## DESCRIPTION OF THE TASK
Reproduce exactly the lines below from the one containing "layered configuration |" through the one containing "libraries or storage", including both, and nothing else.

## Stored data entries
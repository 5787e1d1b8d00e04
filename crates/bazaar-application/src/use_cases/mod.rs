//! Application Use Cases

/// Login, logout and account flows
pub mod auth_service;
/// Booking notification emails
pub mod notification_service;
/// Token to user resolution
pub mod session_resolver;
/// Administrative user management
pub mod user_admin;

pub use auth_service::{
    AuthResult, AuthService, LoginSuccess, PasswordChange, RegisterRequest, sanitize_redirect,
};
pub use notification_service::NotificationService;
pub use session_resolver::SessionResolver;
pub use user_admin::UserAdminService;
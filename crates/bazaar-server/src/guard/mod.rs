//! Route guard
//!
//! [`policy`] decides, [`fairing`] applies the decision to live requests.

pub mod fairing;
pub mod policy;

pub use fairing::{GuardTarget, RouteGuard, guard_redirect};
pub use policy::{GuardDecision, evaluate, matches_prefix};
//! In-memory credential store
//!
//! Records live in a [`DashMap`] keyed by id, with a second map enforcing
//! email uniqueness. The store can be seeded from a JSON array of user
//! records at startup.

use std::path::Path;
use std::sync::atomic::{AtomicI64, Ordering};

use async_trait::async_trait;
use bazaar_domain::error::{Error, Result};
use bazaar_domain::{
    AuthError, NewUser, User, UserId, UserProfile, UserRepository, UserUpdate,
};
use chrono::Utc;
use dashmap::DashMap;
use dashmap::mapref::entry::Entry;

use crate::error_ext::ErrorContext;

/// [`UserRepository`] held in process memory
#[derive(Debug, Default)]
pub struct InMemoryUserRepository {
    users: DashMap<UserId, User>,
    emails: DashMap<String, UserId>,
    next_id: AtomicI64,
}

impl InMemoryUserRepository {
    pub fn new() -> Self {
        Self::default()
    }

    /// Build a store from existing records
    ///
    /// Fails on duplicate ids or emails.
    pub fn from_users(users: Vec<User>) -> Result<Self> {
        let repo = Self::new();
        for user in users {
            if repo.users.contains_key(&user.id) {
                return Err(Error::invalid_argument(format!("duplicate user id {}", user.id)));
            }
            match repo.emails.entry(user.email.clone()) {
                Entry::Occupied(_) => {
                    return Err(Error::invalid_argument(format!(
                        "duplicate user email {}",
                        user.email
                    )));
                }
                Entry::Vacant(slot) => {
                    slot.insert(user.id);
                }
            }
            repo.next_id.fetch_max(user.id, Ordering::SeqCst);
            repo.users.insert(user.id, user);
        }
        Ok(repo)
    }

    /// Load records from a JSON seed file
    pub async fn load_seed(path: &Path) -> Result<Self> {
        let raw = tokio::fs::read_to_string(path)
            .await
            .io_context(format!("Failed to read user seed {}", path.display()))?;
        let users: Vec<User> = serde_json::from_str(&raw)
            .db_context(format!("Invalid user seed {}", path.display()))?;
        let repo = Self::from_users(users)?;
        tracing::info!(path = %path.display(), users = repo.users.len(), "user store seeded");
        Ok(repo)
    }

    /// Number of stored users
    pub fn len(&self) -> usize {
        self.users.len()
    }

    pub fn is_empty(&self) -> bool {
        self.users.is_empty()
    }
}

#[async_trait]
impl UserRepository for InMemoryUserRepository {
    async fn find_by_email(&self, email: &str) -> Result<Option<User>> {
        let Some(id) = self.emails.get(email).map(|entry| *entry.value()) else {
            return Ok(None);
        };
        Ok(self.users.get(&id).map(|user| user.value().clone()))
    }

    async fn find_profile(&self, id: UserId) -> Result<Option<UserProfile>> {
        Ok(self.users.get(&id).map(|user| user.profile()))
    }

    async fn create(&self, new_user: NewUser) -> Result<User> {
        let slot = match self.emails.entry(new_user.email.clone()) {
            Entry::Occupied(_) => return Err(AuthError::EmailTaken.into()),
            Entry::Vacant(slot) => slot,
        };

        let id = self.next_id.fetch_add(1, Ordering::SeqCst) + 1;
        let user = User {
            id,
            email: new_user.email,
            password_hash: new_user.password_hash,
            role: Some(new_user.role),
            is_active: new_user.is_active,
            first_name: new_user.first_name,
            last_name: new_user.last_name,
            image_url: None,
            created_at: Utc::now(),
        };
        self.users.insert(id, user.clone());
        slot.insert(id);
        Ok(user)
    }

    async fn update_password(&self, id: UserId, password_hash: &str) -> Result<bool> {
        Ok(match self.users.get_mut(&id) {
            Some(mut user) => {
                user.password_hash = Some(password_hash.to_string());
                true
            }
            None => false,
        })
    }

    async fn update_user(&self, id: UserId, update: &UserUpdate) -> Result<Option<UserProfile>> {
        Ok(self.users.get_mut(&id).map(|mut user| {
            if let Some(role) = update.role {
                user.role = Some(role);
            }
            if let Some(is_active) = update.is_active {
                user.is_active = is_active;
            }
            user.profile()
        }))
    }

    async fn list_profiles(&self) -> Result<Vec<UserProfile>> {
        Ok(self.users.iter().map(|user| user.profile()).collect())
    }
}
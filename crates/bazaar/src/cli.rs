//! Command line interface

use std::path::PathBuf;

use clap::Parser;

/// Command line interface for the Bazaar server
#[derive(Parser, Debug)]
#[command(name = "bazaar")]
#[command(about = "Bazaar - marketplace authentication server")]
#[command(version)]
pub struct Cli {
    /// Path to configuration file
    #[arg(short, long)]
    pub config: Option<PathBuf>,
}
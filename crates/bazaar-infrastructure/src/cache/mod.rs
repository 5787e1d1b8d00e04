//! Process-local caches

mod session_cache;

pub use session_cache::DashMapSessionCache;
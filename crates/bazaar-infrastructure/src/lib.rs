//! # Infrastructure Layer
//!
//! Technical adapters behind the domain ports, plus configuration and
//! logging.
//!
//! ### Security & Authentication
//! | Module | Description |
//! |--------|-------------|
//! | [`crypto`] | HS256 token codec, bcrypt password hashing |
//!
//! ### Data & Storage
//! | Module | Description |
//! |--------|-------------|
//! | [`cache`] | DashMap session snapshot cache |
//! | [`repositories`] | In-memory credential store with JSON seeding |
//! | [`email`] | Log and HTTP email senders |
//!
//! ### Configuration & Wiring
//! | Module | Description |
//! |--------|-------------|
//! | [`config`] | figment layered configuration |
//! | [`di`] | Composition root ([`AppContext`]) |
//! | [`constants`] | Infrastructure defaults |
//!
//! ### Observability
//! | Module | Description |
//! |--------|-------------|
//! | [`logging`] | tracing subscriber setup |

pub mod cache;
pub mod config;
pub mod constants;
pub mod crypto;
pub mod di;
pub mod email;
pub mod error_ext;
pub mod logging;
pub mod repositories;

pub use config::{AppConfig, ConfigBuilder, ConfigLoader};
pub use di::{AppContext, init_app};
pub use error_ext::ErrorContext;
//! # Bazaar Domain
//!
//! Core types and contracts for the Bazaar authentication and authorization core.
//!
//! ## Module Structure
//!
//! | Module | Description |
//! |--------|-------------|
//! | [`entities`] | User records and the session profile projection |
//! | [`value_objects`] | Roles, session claims, outbound email messages |
//! | [`repositories`] | Credential store interface |
//! | [`ports`] | Token, hashing, cache and email contracts |
//! | [`error`] | Domain error types and user-facing auth failures |
//! | [`constants`] | Lifetimes, cookie name, route and message literals |
//!
//! The domain crate has no knowledge of HTTP, JWT libraries or storage
//! engines; those live behind the traits in [`ports`] and [`repositories`].

pub mod constants;
pub mod entities;
pub mod error;
pub mod ports;
pub mod repositories;
pub mod value_objects;

pub use entities::{NewUser, User, UserId, UserProfile, UserUpdate};
pub use error::{AuthError, Error, Result};
pub use ports::{EmailSender, PasswordHasher, SessionCache, TokenCodec};
pub use repositories::UserRepository;
pub use value_objects::{
    CachedSession, EmailMessage, NotificationKind, ResetClaims, Role, SessionClaims,
};
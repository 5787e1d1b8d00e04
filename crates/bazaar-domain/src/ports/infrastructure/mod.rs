//! Infrastructure service ports

/// Session cache port
pub mod session_cache;

pub use session_cache::SessionCache;
//! Administrator user management API
//!
//! Answers `{"data": ...}` on success. Missing session → 401, wrong role →
//! 403, both with the bare words the admin console expects.

use bazaar_domain::error::Error;
use bazaar_domain::{AuthError, UserId, UserProfile, UserUpdate};
use bazaar_infrastructure::AppContext;
use rocket::serde::json::Json;
use rocket::{Route, State, get, put, routes};
use serde::{Deserialize, Serialize};

use crate::response::ApiError;
use crate::session::OptionalUser;

#[derive(Debug, Serialize)]
pub struct DataResponse<T> {
    pub data: T,
}

/// Id as sent by the console, a number or a numeric string
#[derive(Debug, Clone, Deserialize)]
#[serde(untagged)]
pub enum UserIdParam {
    Number(UserId),
    Text(String),
}

impl UserIdParam {
    /// Positive id, or `None` for anything unusable
    pub fn parse(&self) -> Option<UserId> {
        let id = match self {
            Self::Number(id) => *id,
            Self::Text(text) => text.trim().parse().ok()?,
        };
        (id > 0).then_some(id)
    }
}

#[derive(Debug, Deserialize)]
pub struct UpdateUserRequest {
    #[serde(default)]
    pub id: Option<UserIdParam>,
    #[serde(flatten)]
    pub update: UserUpdate,
}

fn admin_error(err: Error) -> ApiError {
    match err {
        Error::Auth(AuthError::NotAuthenticated) => ApiError::unauthorized(),
        Error::Auth(AuthError::Forbidden) => ApiError::forbidden(),
        other => other.into(),
    }
}

/// All users, newest first (admin or super admin)
#[get("/api/admin/users")]
pub async fn list_users(
    context: &State<AppContext>,
    actor: OptionalUser,
) -> Result<Json<DataResponse<Vec<UserProfile>>>, ApiError> {
    let users = context
        .admin()
        .list_users(actor.user())
        .await
        .map_err(admin_error)?;
    Ok(Json(DataResponse { data: users }))
}

/// Change a user's role or active flag (super admin only)
#[put("/api/admin/users", format = "json", data = "<body>")]
pub async fn update_user(
    context: &State<AppContext>,
    actor: OptionalUser,
    body: Json<UpdateUserRequest>,
) -> Result<Json<DataResponse<UserProfile>>, ApiError> {
    let body = body.into_inner();
    let id = body.id.as_ref().and_then(UserIdParam::parse);
    let user = context
        .admin()
        .update_user(actor.user(), id, body.update)
        .await
        .map_err(admin_error)?;
    Ok(Json(DataResponse { data: user }))
}

pub fn routes() -> Vec<Route> {
    routes![list_users, update_user]
}
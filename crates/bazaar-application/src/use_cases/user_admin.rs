//! User Administration Use Case
//!
//! Listing is open to `admin` and `super_admin`; changing a user's role or
//! active flag is reserved for `super_admin`.

use std::sync::Arc;

use bazaar_domain::{
    AuthError, Error, Result, SessionCache, UserId, UserProfile, UserRepository, UserUpdate,
};

/// Administrative operations on user records
#[derive(Clone)]
pub struct UserAdminService {
    users: Arc<dyn UserRepository>,
    cache: Arc<dyn SessionCache>,
}

impl UserAdminService {
    pub fn new(users: Arc<dyn UserRepository>, cache: Arc<dyn SessionCache>) -> Self {
        Self { users, cache }
    }

    /// All users, newest first
    pub async fn list_users(&self, actor: Option<&UserProfile>) -> Result<Vec<UserProfile>> {
        let actor = actor.ok_or(AuthError::NotAuthenticated)?;
        if !actor.role.is_admin() {
            return Err(AuthError::Forbidden.into());
        }

        let mut users = self.users.list_profiles().await?;
        users.sort_by(|a, b| b.created_at.cmp(&a.created_at).then(b.id.cmp(&a.id)));
        Ok(users)
    }

    /// Change role and/or active flag of user `id`
    ///
    /// The target's cached session is dropped so the change is visible on
    /// its next request.
    pub async fn update_user(
        &self,
        actor: Option<&UserProfile>,
        id: Option<UserId>,
        update: UserUpdate,
    ) -> Result<UserProfile> {
        let actor = actor.ok_or(AuthError::NotAuthenticated)?;
        if !actor.role.is_super_admin() {
            return Err(AuthError::Forbidden.into());
        }
        let id = id.ok_or_else(|| AuthError::Validation("User ID is required".to_string()))?;

        let updated = self
            .users
            .update_user(id, &update)
            .await?
            .ok_or_else(|| Error::not_found(format!("user {id}")))?;

        self.cache.invalidate(id);
        tracing::info!(
            actor_id = actor.id,
            user_id = id,
            role = ?update.role,
            is_active = ?update.is_active,
            "user updated"
        );
        Ok(updated)
    }
}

## WRITTEN ANSWER
//! | [`config`] | figment layered configuration |
//! | [`di`] | Composition root ([`AppContext`]) |
//! | [`constants`] | Infrastructure defaults |
//!
//! ### Observability
//! | Module | Description |
//! |--------|-------------|
//! | [`logging`] | tracing subscriber setup |

pub mod cache;
pub mod config;
pub mod constants;
pub mod crypto;
pub mod di;
pub mod email;
pub mod error_ext;
pub mod logging;
pub mod repositories;

pub use config::{AppConfig, ConfigBuilder, ConfigLoader};
pub use di::{AppContext, init_app};
pub use error_ext::ErrorContext;
//! # Bazaar Domain
//!
//! Core types and contracts for the Bazaar authentication and authorization core.
//!
//! ## Module Structure
//!
//! | Module | Description |
//! |--------|-------------|
//! | [`entities`] | User records and the session profile projection |
//! | [`value_objects`] | Roles, session claims, outbound email messages |
//! | [`repositories`] | Credential store interface |
//! | [`ports`] | Token, hashing, cache and email contracts |
//! | [`error`] | Domain error types and user-facing auth failures |
//! | [`constants`] | Lifetimes, cookie name, route and message literals |
//!
//! The domain crate has no knowledge of HTTP, JWT libraries or storage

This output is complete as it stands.